O esgotamento dos materiais não renováveis e aos limites físicos das terras disponíveis para a produção dos renováveis está fazendo do mercado global de matérias-primas um leilão entre os desenvolvidos e os chamados emergentes no qual os lances não param de subir, com o risco de fazer os menos emergentes e nada emergentes, submergirem em uma miséria cada vez mais profunda, alimentando – e não só no mundo muçulmano – revoltas, ressentimentos e fundamentalismos tão terríveis que farão os atentados da Al-Qaeda parecerem travessuras de criança pequena.

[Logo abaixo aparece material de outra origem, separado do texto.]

//! Partitions reports into (location, category) buckets within a recency
//! window.

use chrono::{DateTime, TimeDelta, Utc};
use city_pulse_report_models::Report;
use city_pulse_signal_models::{BucketKey, Buckets};

/// Returns `true` if `report` was submitted within `window` before `now`.
///
/// Reports without a timestamp and reports dated after `now` are outside
/// every window.
#[must_use]
pub fn in_window(report: &Report, window: TimeDelta, now: DateTime<Utc>) -> bool {
    report.timestamp.is_some_and(|ts| {
        let age = now.signed_duration_since(ts);
        age >= TimeDelta::zero() && age <= window
    })
}

/// Groups the reports that fall inside the window.
///
/// Buckets appear in the order their key was first seen and each bucket
/// keeps its reports in input order.
#[must_use]
pub fn group(reports: &[Report], window: TimeDelta, now: DateTime<Utc>) -> Buckets {
    let mut buckets = Buckets::new();

    for report in reports {
        if !in_window(report, window, now) {
            log::trace!(
                "Skipping report {} outside window (timestamp={:?})",
                report.id,
                report.timestamp
            );
            continue;
        }
        buckets.push(BucketKey::for_report(report), report.clone());
    }

    log::debug!(
        "Grouped {} reports into {} buckets",
        reports.len(),
        buckets.len()
    );

    buckets
}

/// Groups every report by category key only, ignoring time. Used by
/// notification fan-out.
#[must_use]
pub fn group_by_category<'a>(
    reports: impl IntoIterator<Item = &'a Report>,
) -> Vec<(String, Vec<&'a Report>)> {
    let mut groups: Vec<(String, Vec<&'a Report>)> = Vec::new();
    for report in reports {
        let key = report.category_key();
        match groups.iter_mut().find(|(k, _)| k == key) {
            Some((_, members)) => members.push(report),
            None => groups.push((key.to_string(), vec![report])),
        }
    }
    groups
}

Dada a improbabilidade de os ricos aceitarem reduzir seu consumo e a impossibilidade de pobres abrirem mão do crescimento econômico, as perspectivas, neste momento, não parecem nada brilhantes. Não havendo acordo para redistribuir os recursos naturais e racionar os direitos à emissão de gases e poluição, crescerá a tentação de impor interesses pela força.
Pouco a pouco, mas em ritmo que tende a acelerar, o mundo está tomando consciência de que o atual modelo de consumo e crescimento não tem futuro, sem conseguir conceber outro no lugar. Neste caso, não haverá século americano nem chinês. Há que ter esperança de, em algum momento não muito distante, o mundo altere a rota que tem seguido nas últimas décadas, mas nos últimos 14 anos só fez acelerar a corrida para o abismo.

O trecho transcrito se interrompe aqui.